Published:October 25, 2022DOI:https://doi.org/10.1016/j.pcd.2022.10.007

      Highlights

      • Disease-specific support from peers have improved diabetes self-management outcomes.
      • Peer support is important for low-income population with poorly controlled diabetes.
      • Peer coaching improves HbA1c levels, quality of life, self-efficacy & diabetes distress.
      • Community based peer-led interventions are more efficient for diabetes management.

      Abstract

      Type 2 diabetes mellitus (T2DM) is a major health risk and dominant cause of global mortality and morbidity. Disease-specific support from peers with similar chronic condition has shown to improve chronic disease self-management outcomes. The purpose of this systematic review is to summarise the existing evidence on the impact of peer coach-led type 2 diabetes mellitus self-management interventions on glycaemic control and self-management outcomes. Databases including MEDLINE, PubMed, CINAHL Plus, Scopus, ProQuest Central, ScienceDirect, web of science, Wiley Online Library and UOW Library were searched for eligible papers. Thirteen randomised controlled trials (RCTs) published between 2008 and 2021 were included in this review.
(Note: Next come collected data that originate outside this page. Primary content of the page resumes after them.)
/// A bilinear form `L x R -> T` of marked abelian groups, described by a
/// sparse 3-tensor on chain representatives: entry `(i, j, k) -> v` says
/// that the pairing of the `i`-th and `j`-th chain generators has `v` as its
/// `k`-th chain coordinate in the range.
///
/// Alongside the chain-level tensor a reduced pairing is computed, written
/// in the Smith normal form generators of all three groups.
#[derive(Clone, Debug)]
pub struct BilinearForm<R>
where R: Integer, for<'x> &'x R: IntOps<R> {
    ldomain: MarkedAbelianGroup<R>,
    rdomain: MarkedAbelianGroup<R>,
    range: MarkedAbelianGroup<R>,
    pairing: SparseGrid<R>,
    reduced: SparseGrid<R>,
}

impl<R> BilinearForm<R>
where R: Integer, for<'x> &'x R: IntOps<R> {
    pub fn new(ldomain: MarkedAbelianGroup<R>,
               rdomain: MarkedAbelianGroup<R>,
               range: MarkedAbelianGroup<R>,
               pairing: SparseGrid<R>) -> Self {
        assert_eq!(pairing.arity(), 3);

        let mut reduced = SparseGrid::new(3);
        for i in 0..ldomain.min_generators() {
            let lv = ldomain.cc_rep(i).unwrap();
            for j in 0..rdomain.min_generators() {
                let rv = rdomain.cc_rep(j).unwrap();
                let mut eval_cc = vec![R::zero(); range.rank_cc()];
                for (idx, v) in pairing.iter() {
                    let t = &(&lv[idx[0]] * &rv[idx[1]]) * v;
                    eval_cc[idx[2]] += t;
                }
                let eval_snf = range.snf_rep(&eval_cc)
                    .expect("pairing does not land in cycles");
                for (k, v) in eval_snf.into_iter().enumerate() {
                    if !v.is_zero() {
                        reduced.set(&[i, j, k], v);
                    }
                }
            }
        }

        Self { ldomain, rdomain, range, pairing, reduced }
    }

    pub fn ldomain(&self) -> &MarkedAbelianGroup<R> { &self.ldomain }
    pub fn rdomain(&self) -> &MarkedAbelianGroup<R> { &self.rdomain }
    pub fn range(&self) -> &MarkedAbelianGroup<R> { &self.range }
    pub fn pairing(&self) -> &SparseGrid<R> { &self.pairing }
    pub fn reduced_pairing(&self) -> &SparseGrid<R> { &self.reduced }

    /// Evaluates the form on two chains, in the chain coordinates of the
    /// range. `None` on a dimension mismatch.
    pub fn eval_cc(&self, lcc: &[R], rcc: &[R]) -> Option<Vec<R>> {
        if lcc.len() != self.ldomain.rank_cc()
            || rcc.len() != self.rdomain.rank_cc() {
            return None
        }
        let mut out = vec![R::zero(); self.range.rank_cc()];
        for (idx, v) in self.pairing.iter() {
            let t = &(&lcc[idx[0]] * &rcc[idx[1]]) * v;
            out[idx[2]] += t;
        }
        Some(out)
    }

    /// Evaluates the form on SNF generators of the two domains, in the SNF
    /// coordinates of the range (reduced mod its invariant factors).
    pub fn eval_snf_gens(&self, i: usize, j: usize) -> Vec<R> {
        let n = self.range.min_generators();
        let mut out = vec![R::zero(); n];
        for k in 0..n {
            if let Some(v) = self.reduced.get(&[i, j, k]) {
                out[k] = v.clone();
            }
        }
        for (k, x) in out.iter_mut().enumerate() {
            if k < self.range.count_invariant_factors() {
                *x = x.rem_euclid_by(self.range.invariant_factor(k));
            }
        }
        out
    }

    pub fn is_symmetric(&self) -> bool {
        if !self.ldomain.equal_presentation(&self.rdomain) {
            return false
        }
        self.reduced.iter().all(|(idx, v)| {
            match self.reduced.get(&[idx[1], idx[0], idx[2]]) {
                Some(w) => v == w,
                None => false,
            }
        })
    }

    pub fn is_anti_symmetric(&self) -> bool {
        if !self.ldomain.equal_presentation(&self.rdomain) {
            return false
        }
        self.reduced.iter().all(|(idx, v)| {
            let Some(w) = self.reduced.get(&[idx[1], idx[0], idx[2]]) else {
                return false
            };
            let s = v + w;
            if idx[2] < self.range.count_invariant_factors() {
                (&s % self.range.invariant_factor(idx[2])).is_zero()
            } else {
                s.is_zero()
            }
        })
    }

    /// Precomposes the left slot with `f` (which must land in the left
    /// domain).
    pub fn l_compose(&self, f: &HomMarkedAbelianGroup<R>) -> Self {
        debug_assert!(self.ldomain.equal_presentation(f.codomain()));
        let mut pairing = SparseGrid::new(3);
        for i in 0..f.domain().rank_cc() {
            for (idx, v) in self.pairing.iter() {
                let c = &f.defining_matrix()[(idx[0], i)] * v;
                if !c.is_zero() {
                    pairing.accumulate(&[i, idx[1], idx[2]], c);
                }
            }
        }
        Self::new(f.domain().clone(), self.rdomain.clone(),
                  self.range.clone(), pairing)
    }

    /// Precomposes the right slot with `f`.
    pub fn r_compose(&self, f: &HomMarkedAbelianGroup<R>) -> Self {
        debug_assert!(self.rdomain.equal_presentation(f.codomain()));
        let mut pairing = SparseGrid::new(3);
        for i in 0..f.domain().rank_cc() {
            for (idx, v) in self.pairing.iter() {
                let c = &f.defining_matrix()[(idx[1], i)] * v;
                if !c.is_zero() {
                    pairing.accumulate(&[idx[0], i, idx[2]], c);
                }
            }
        }
        Self::new(self.ldomain.clone(), f.domain().clone(),
                  self.range.clone(), pairing)
    }

    /// Postcomposes the range with `f`.
    pub fn post_compose(&self, f: &HomMarkedAbelianGroup<R>) -> Self {
        debug_assert!(self.range.equal_presentation(f.domain()));
        let mut pairing = SparseGrid::new(3);
        for (idx, v) in self.pairing.iter() {
            for i in 0..f.codomain().rank_cc() {
                let c = &f.defining_matrix()[(i, idx[2])] * v;
                if !c.is_zero() {
                    pairing.accumulate(&[idx[0], idx[1], i], c);
                }
            }
        }
        Self::new(self.ldomain.clone(), self.rdomain.clone(),
                  f.codomain().clone(), pairing)
    }

    /// The adjoint `L -> Hom(R, T)`, with both ends in trivial SNF
    /// presentations.
    pub fn left_adjoint(&self) -> HomMarkedAbelianGroup<R> {
        self.adjoint(true)
    }

    /// The adjoint `R -> Hom(L, T)`.
    pub fn right_adjoint(&self) -> HomMarkedAbelianGroup<R> {
        self.adjoint(false)
    }

    fn adjoint(&self, left: bool) -> HomMarkedAbelianGroup<R> {
        let (dom, other) = if left {
            (&self.ldomain, &self.rdomain)
        } else {
            (&self.rdomain, &self.ldomain)
        };
        let og = other.min_generators();
        let tg = self.range.min_generators();
        let hom_gens = og * tg;

        // Hom(other, T) = ⊕_{i,j} Z_{e_ij}
        let m = Mat::zero((1, hom_gens));
        let mut n = Mat::zero((hom_gens, hom_gens));
        for i in 0..og {
            for j in 0..tg {
                let k = i * tg + j;
                n[(k, k)] = match (i < other.count_invariant_factors(),
                                   j < self.range.count_invariant_factors()) {
                    (true, true) => R::gcd(other.invariant_factor(i),
                                           self.range.invariant_factor(j)),
                    (true, false) => R::one(),
                    (false, true) => self.range.invariant_factor(j).clone(),
                    (false, false) => R::zero(),
                };
            }
        }
        let hom_group = MarkedAbelianGroup::new(m, n);

        let mut adj = Mat::zero((hom_gens, dom.min_generators()));
        for (idx, v) in self.reduced.iter() {
            let (di, oi) = if left { (idx[0], idx[1]) } else { (idx[1], idx[0]) };
            let k = idx[2];
            let entry = if k < self.range.count_invariant_factors()
                && oi < other.count_invariant_factors() {
                let p = other.invariant_factor(oi);
                let q = self.range.invariant_factor(k);
                let div = q / &R::gcd(p, q);
                v / &div
            } else {
                v.clone()
            };
            adj[(oi * tg + k, di)] = entry;
        }

        let dm = Mat::zero((1, dom.min_generators()));
        let mut dn = Mat::zero((dom.min_generators(), dom.min_generators()));
        for i in 0..dom.count_invariant_factors() {
            dn[(i, i)] = dom.invariant_factor(i).clone();
        }
        let simple_dom = MarkedAbelianGroup::new(dm, dn);

        HomMarkedAbelianGroup::new(simple_dom, hom_group, adj)
    }

    /// Signature of a symmetric form with range `Z`, through the
    /// characteristic polynomial of the free-block pairing matrix and
    /// Descartes' sign counts.
    pub fn z_form_signature(&self) -> i64 {
        if !self.is_symmetric() { return 0 }
        if !(self.range.rank() == 1 && self.range.count_invariant_factors() == 0) {
            return 0
        }
        let lt = self.ldomain.count_invariant_factors();
        let rt = self.rdomain.count_invariant_factors();
        let n = self.ldomain.rank();
        let m = Mat::generate((n, n), |i, j| {
            self.reduced.get(&[i + lt, j + rt, self.range.count_invariant_factors()])
                .cloned().unwrap_or_else(R::zero)
        });
        let chi = char_poly(&m);
        chi.sign_changes() as i64 - chi.flip().sign_changes() as i64
    }

    /// The rank-vector part of the Kawauchi-Kojima classification of a
    /// torsion linking form: for each prime `p` dividing the torsion order,
    /// the multiplicities of `Z_{p^k}` in the primary decomposition.
    pub fn kk_torsion_rank_vector(&self) -> Vec<(u64, Vec<usize>)> {
        let mut primes = Primes::new();
        let mut out: Vec<(u64, Vec<usize>)> = vec![];
        for f in self.ldomain.invariant_factors() {
            let f = f.to_u64().expect("torsion order too large");
            for (p, e) in primes.factorize(f) {
                let pos = match out.iter().position(|(q, _)| *q == p) {
                    Some(pos) => pos,
                    None => {
                        out.push((p, vec![]));
                        out.len() - 1
                    }
                };
                let e = e as usize;
                if out[pos].1.len() < e {
                    out[pos].1.resize(e, 0);
                }
                out[pos].1[e - 1] += 1;
            }
        }
        out.sort_by_key(|(p, _)| *p);
        out
    }

    /// The odd Legendre symbol vector of the Kawauchi-Kojima
    /// classification: for each odd prime `p` and each `k` with
    /// `G_{(p,k)}` non-trivial, the Legendre symbol of the determinant of
    /// the restricted pairing matrix over `Z_p`.
    ///
    /// Expects a symmetric torsion linking form whose range is cyclic
    /// `Z_N` interpreted as `(1/N)Z / Z`.
    pub fn kk_torsion_legendre_vector(&self) -> Vec<(u64, Vec<i32>)> {
        let ranks = self.kk_torsion_rank_vector();
        let nn = match self.range.invariant_factors().first() {
            Some(n) => n.to_i64().expect("range modulus too large"),
            None => return vec![],
        };
        let facs: Vec<i64> = self.ldomain.invariant_factors().iter()
            .map(|f| f.to_i64().unwrap())
            .collect();

        let mut out = vec![];
        for (p, mults) in &ranks {
            if *p == 2 { continue }
            let p = *p as i64;
            let mut symbols = vec![];
            for (k1, mult) in mults.iter().enumerate() {
                let k = (k1 + 1) as u32;
                if *mult == 0 {
                    symbols.push(0);
                    continue
                }
                // generators whose order has p-valuation exactly k
                let sel: Vec<usize> = (0..facs.len()).filter(|&i| {
                    valuation(facs[i], p) == k
                }).collect();
                debug_assert_eq!(sel.len(), *mult);
                // entries of p^k * f_p(x'_i, x'_j) mod p
                let pk = p.pow(k);
                let mut det_mat = vec![vec![0i64; sel.len()]; sel.len()];
                for (a, &i) in sel.iter().enumerate() {
                    for (b, &j) in sel.iter().enumerate() {
                        let lam = self.reduced.get(&[i, j, 0])
                            .map(|v| v.to_i64().unwrap())
                            .unwrap_or(0);
                        let ai = facs[i] / p.pow(valuation(facs[i], p));
                        let aj = facs[j] / p.pow(valuation(facs[j], p));
                        let num = pk as i128 * ai as i128 * aj as i128 * lam as i128;
                        debug_assert_eq!(num % nn as i128, 0,
                            "linking value is not in (1/p^k)Z");
                        det_mat[a][b] = ((num / nn as i128) % p as i128) as i64;
                    }
                }
                let d = det_mod_p(&det_mat, p);
                symbols.push(legendre_symbol(d, p as u64));
            }
            out.push((p as u64, symbols));
        }
        out
    }
}
impl<'a, R> CellularData<'a, R>
where R: Integer, for<'x> &'x R: IntOps<R> {
    pub fn new(tri: Tri<'a>) -> Self {
        let ix = CellIndexes::new(&tri);
        debug!("cellular data over a {}-manifold with {} top-simplices",
            tri.dim(), tri.size());

        let std_cc = complex::fill_standard(&tri, &ix);
        let dual_cc = complex::fill_dual(&tri, &ix);
        let mix_cc = complex::fill_mixed(&tri, &ix);
        let bdry_cc = complex::fill_boundary(&tri, &ix);
        let rel_cc = complex::fill_relative(&tri, &ix);

        let sm_cm = chain_map::fill_std_to_mix(&tri, &ix);
        let dm_cm = chain_map::fill_dual_to_mix(&tri, &ix);
        let sbi_cm = chain_map::fill_bdry_to_std(&tri, &ix);
        let str_cm = chain_map::fill_std_to_rel(&tri, &ix);
        let sch_cm = chain_map::fill_rel_to_bdry(&tri, &ix);

        let data = Self {
            tri, ix,
            std_cc, dual_cc, mix_cc, bdry_cc, rel_cc,
            sm_cm, dm_cm, sbi_cm, str_cm, sch_cm,
            chain_complexes: RefCell::new(BTreeMap::new()),
            chain_maps: RefCell::new(BTreeMap::new()),
            abelian_groups: RefCell::new(BTreeMap::new()),
            marked_groups: RefCell::new(BTreeMap::new()),
            homs: RefCell::new(BTreeMap::new()),
            forms: RefCell::new(BTreeMap::new()),
        };

        debug_assert!(data.chain_complexes_verified());
        debug_assert!(data.chain_maps_verified());
        data
    }

    pub fn dim(&self) -> usize {
        self.tri.dim()
    }

    pub fn indexes(&self) -> &CellIndexes {
        &self.ix
    }

    /// Top cell dimension for a coordinate system (one less than the
    /// manifold dimension for boundary decompositions).
    pub fn top_dim(&self, coords: Coords) -> usize {
        if coords.is_boundary_type() {
            self.dim() - 1
        } else {
            self.dim()
        }
    }

    pub fn cell_count(&self, loc: ChainComplexLocator) -> usize {
        self.ix.cell_count(self.dim(), loc)
    }

    fn grid_family(&self, coords: Coords) -> Option<&[CoverGrid]> {
        match coords {
            Coords::Std => Some(&self.std_cc),
            Coords::Dual => Some(&self.dual_cc),
            Coords::Mix => Some(&self.mix_cc),
            Coords::StdBdry => Some(&self.bdry_cc),
            Coords::StdRelBdry => Some(&self.rel_cc),
            _ => None,
        }
    }

    fn grid_to_mat(&self, grid: &CoverGrid, rows: usize, cols: usize) -> Mat<R> {
        let mut m: Mat<R> = Mat::zero((rows, cols));
        for (key, facet) in grid.iter() {
            let col = key[0];
            let cur = m[(facet.cell, col)].clone();
            m[(facet.cell, col)] = cur + R::from_i64(facet.sign);
        }
        m
    }

    /// The boundary matrix `∂: C_dim -> C_{dim-1}`; `None` when the
    /// dimension is out of range or the decomposition unimplemented.
    pub fn integer_chain_complex(&self, loc: ChainComplexLocator)
        -> Option<Rc<Mat<R>>>
    {
        if let Some(m) = self.chain_complexes.borrow().get(&loc) {
            return Some(Rc::clone(m))
        }
        let grids = self.grid_family(loc.coords)?;
        if loc.dim == 0 || loc.dim > self.top_dim(loc.coords) {
            return None
        }
        let grid = &grids[loc.dim - 1];
        let rows = self.cell_count(
            ChainComplexLocator::new(loc.dim - 1, loc.coords));
        let cols = self.cell_count(loc);
        let mat = Rc::new(self.grid_to_mat(grid, rows, cols));
        self.chain_complexes.borrow_mut().insert(loc, Rc::clone(&mat));
        Some(mat)
    }

    fn chain_map_grid(&self, loc: ChainMapLocator) -> Option<&CoverGrid> {
        let (dom, ran) = (loc.domain, loc.range);
        let n = self.dim();
        use Coords::*;
        match (dom.coords, ran.coords) {
            (StdBdry, Std) if dom.dim == ran.dim && dom.dim < n =>
                Some(&self.sbi_cm[dom.dim]),
            (Std, Mix) if dom.dim == ran.dim =>
                Some(&self.sm_cm[dom.dim]),
            (Dual, Mix) if dom.dim == ran.dim =>
                Some(&self.dm_cm[dom.dim]),
            (Std, StdRelBdry) if dom.dim == ran.dim =>
                Some(&self.str_cm[dom.dim]),
            (StdRelBdry, StdBdry) if dom.dim == ran.dim + 1 && ran.dim < n =>
                Some(&self.sch_cm[ran.dim]),
            _ => None,
        }
    }

    /// The matrix of a recognized chain map; `None` otherwise.
    pub fn integer_chain_map(&self, loc: ChainMapLocator) -> Option<Rc<Mat<R>>> {
        if let Some(m) = self.chain_maps.borrow().get(&loc) {
            return Some(Rc::clone(m))
        }
        if loc.domain.dim > self.top_dim(loc.domain.coords)
            || loc.range.dim > self.top_dim(loc.range.coords) {
            return None
        }
        let grid = self.chain_map_grid(loc)?;
        let rows = self.cell_count(loc.range);
        let cols = self.cell_count(loc.domain);
        let mat = Rc::new(self.grid_to_mat(grid, rows, cols));
        self.chain_maps.borrow_mut().insert(loc, Rc::clone(&mat));
        Some(mat)
    }

    /// The pair (∂_dim, ∂_{dim+1}) with zero-shaped stand-ins at the ends
    /// of the complex.
    fn boundary_pair(&self, dim: usize, coords: Coords)
        -> Option<(Mat<R>, Mat<R>)>
    {
        if !coords.is_implemented() {
            return None
        }
        let top = self.top_dim(coords);
        if dim > top {
            return None
        }
        let count = |d: usize| {
            self.cell_count(ChainComplexLocator::new(d, coords))
        };
        let m = if dim == 0 {
            Mat::zero((0, count(0)))
        } else {
            (*self.integer_chain_complex(
                ChainComplexLocator::new(dim, coords))?).clone()
        };
        let n = if dim == top {
            Mat::zero((count(top), 0))
        } else {
            (*self.integer_chain_complex(
                ChainComplexLocator::new(dim + 1, coords))?).clone()
        };
        Some((m, n))
    }

    /// The marked (co)homology group at a locator, lazily cached.
    pub fn marked_group(&self, loc: GroupLocator)
        -> Option<Rc<MarkedAbelianGroup<R>>>
    {
        if let Some(g) = self.marked_groups.borrow().get(&loc) {
            return Some(Rc::clone(g))
        }
        let (m, n) = self.boundary_pair(loc.dim, loc.coords)?;
        let coef = R::from_i64(loc.coef as i64);
        let group = match loc.variance {
            Variance::Covariant =>
                MarkedAbelianGroup::with_coef(m, n, coef),
            Variance::Contravariant =>
                MarkedAbelianGroup::with_coef(n.transpose(), m.transpose(), coef),
        };
        let group = Rc::new(group);
        self.marked_groups.borrow_mut().insert(loc, Rc::clone(&group));
        Some(group)
    }

    /// The same group, recorded only up to isomorphism.
    pub fn unmarked_group(&self, loc: GroupLocator)
        -> Option<Rc<AbelianGroup<R>>>
    {
        if let Some(g) = self.abelian_groups.borrow().get(&loc) {
            return Some(Rc::clone(g))
        }
        let marked = self.marked_group(loc)?;
        let group = Rc::new(AbelianGroup::from((*marked).clone()));
        self.abelian_groups.borrow_mut().insert(loc, Rc::clone(&group));
        Some(group)
    }

    fn hom_chain_matrix(&self, h: HomLocator) -> Option<Mat<R>> {
        let (dom, ran) = (h.domain, h.range);
        let n = self.dim();
        use Coords::*;

        if dom.variance == ran.variance {
            // change of coefficients on the same chain complex
            if dom.dim == ran.dim && dom.coords == ran.coords {
                let size = self.marked_group(dom)?.rank_cc();
                return Some(Mat::id(size))
            }

            let cov = dom.variance == Variance::Covariant;
            if cov {
                // subdivision maps
                if (dom.coords == Std || dom.coords == Dual)
                    && ran.coords == Mix && dom.dim == ran.dim {
                    return self.integer_chain_map(ChainMapLocator::new(
                        ChainComplexLocator::new(dom.dim, dom.coords),
                        ChainComplexLocator::new(ran.dim, Mix),
                    )).map(|m| (*m).clone())
                }
                // the long exact sequence of the pair
                if dom.coords == StdBdry && ran.coords == Std
                    && dom.dim == ran.dim && dom.dim < n {
                    return self.integer_chain_map(ChainMapLocator::new(
                        ChainComplexLocator::new(dom.dim, StdBdry),
                        ChainComplexLocator::new(ran.dim, Std),
                    )).map(|m| (*m).clone())
                }
                if dom.coords == Std && ran.coords == StdRelBdry
                    && dom.dim == ran.dim {
                    return self.integer_chain_map(ChainMapLocator::new(
                        ChainComplexLocator::new(dom.dim, Std),
                        ChainComplexLocator::new(ran.dim, StdRelBdry),
                    )).map(|m| (*m).clone())
                }
                if dom.coords == StdRelBdry && ran.coords == StdBdry
                    && dom.dim == ran.dim + 1 && ran.dim < n {
                    return self.integer_chain_map(ChainMapLocator::new(
                        ChainComplexLocator::new(dom.dim, StdRelBdry),
                        ChainComplexLocator::new(ran.dim, StdBdry),
                    )).map(|m| (*m).clone())
                }
            } else {
                // the contravariant versions are the transposes, with
                // domain and range exchanged
                if dom.coords == Mix && (ran.coords == Std || ran.coords == Dual)
                    && dom.dim == ran.dim {
                    return self.integer_chain_map(ChainMapLocator::new(
                        ChainComplexLocator::new(ran.dim, ran.coords),
                        ChainComplexLocator::new(dom.dim, Mix),
                    )).map(|m| m.transpose())
                }
                if dom.coords == Std && ran.coords == StdBdry
                    && dom.dim == ran.dim && ran.dim < n {
                    return self.integer_chain_map(ChainMapLocator::new(
                        ChainComplexLocator::new(ran.dim, StdBdry),
                        ChainComplexLocator::new(dom.dim, Std),
                    )).map(|m| m.transpose())
                }
                if dom.coords == StdRelBdry && ran.coords == Std
                    && dom.dim == ran.dim {
                    return self.integer_chain_map(ChainMapLocator::new(
                        ChainComplexLocator::new(ran.dim, Std),
                        ChainComplexLocator::new(dom.dim, StdRelBdry),
                    )).map(|m| m.transpose())
                }
                if dom.coords == StdBdry && ran.coords == StdRelBdry
                    && dom.dim + 1 == ran.dim && dom.dim < n {
                    return self.integer_chain_map(ChainMapLocator::new(
                        ChainComplexLocator::new(ran.dim, StdRelBdry),
                        ChainComplexLocator::new(dom.dim, StdBdry),
                    )).map(|m| m.transpose())
                }
            }
            return None
        }

        // variance-reversing: Poincaré duality
        let orientable = self.tri.is_orientable();
        if !orientable && dom.coef != 2 && ran.coef != 2 {
            return None
        }
        if dom.coords == Dual && ran.coords == StdRelBdry
            && dom.dim + ran.dim == n {
            let diag = chain_map::duality_diagonal(&self.tri, &self.ix, dom.dim);
            let rows = self.ix.num_rel[ran.dim];
            let cols = self.ix.num_dual[dom.dim];
            debug_assert_eq!(rows, cols);
            let m = Mat::generate((rows, cols), |i, j| {
                if i == j { R::from_i64(diag[i]) } else { R::zero() }
            });
            return Some(m)
        }

        None
    }

    /// The induced map on marked groups for a recognized homomorphism
    /// locator; `None` otherwise.
    pub fn hom_group(&self, h: HomLocator)
        -> Option<Rc<HomMarkedAbelianGroup<R>>>
    {
        if let Some(f) = self.homs.borrow().get(&h) {
            return Some(Rc::clone(f))
        }
        let n = self.dim();
        if h.domain.dim > n || h.range.dim > n {
            return None
        }
        // change-of-coefficients requests need divisibility
        if h.range.coef != 0 && h.domain.coef % h.range.coef != 0 {
            return None
        }
        let cm = self.hom_chain_matrix(h)?;
        let dom = self.marked_group(h.domain)?;
        let ran = self.marked_group(h.range)?;
        let hom = Rc::new(HomMarkedAbelianGroup::new(
            (*dom).clone(), (*ran).clone(), cm));
        self.homs.borrow_mut().insert(h, Rc::clone(&hom));
        Some(hom)
    }

    /// `Σ_i rank(H_i(M; Z)) t^i` in the dual decomposition.
    pub fn poincare_polynomial(&self) -> IntPoly<R> {
        let mut p = IntPoly::zero();
        for d in 0..=self.dim() {
            let g = self.unmarked_group(
                GroupLocator::new(d, Variance::Covariant, Coords::Dual, 0));
            if let Some(g) = g {
                p += IntPoly::monomial(R::from_i64(g.rank() as i64), d);
            }
        }
        p
    }

    /// Alternating sum of the dual cell counts.
    pub fn euler_char(&self) -> i64 {
        (0..=self.dim()).map(|d| {
            let c = self.ix.num_dual[d] as i64;
            if d % 2 == 0 { c } else { -c }
        }).sum()
    }

    /// Signature of the intersection form on middle homology; zero in odd
    /// dimensions and for non-orientable manifolds.
    pub fn signature(&self) -> i64 {
        if self.dim() != 4 || !self.tri.is_orientable() {
            return 0
        }
        let loc = GroupLocator::new(2, Variance::Covariant, Coords::Dual, 0);
        match self.bilinear_form(FormLocator::new(
            FormType::Intersection, loc, loc)) {
            Some(b) => b.z_form_signature(),
            None => 0,
        }
    }
}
Random-effects meta-analyses found that there were statistically significant changes in Haemoglobin A1c HbA1c) after the interventions. However, the meta-analyses showed no significant changes in LDL (low-density lipoprotein), BMI (Body mass index), systolic BP (Blood Pressure), and HRQoL (Health-related quality of life) among intervention and control groups after the intervention. The identified studies mainly recruited patients with suboptimal glucose levels; majority of them belonging to low-income population. Our findings showed that peer coaching was helpful in improving HbA1c levels, quality of life, self-efficacy, diabetes distress and patient activation. Moreover, peer coaching associations with medication adherence, hypoglycaemic symptoms, diabetes specific social support and depression were inconclusive. This review concludes that peer-led community-based interventions with longer follow up, using a mixed method of delivery among patients with suboptimal levels of HbA1c were more efficient compared to usual care for improving T2DM self-management.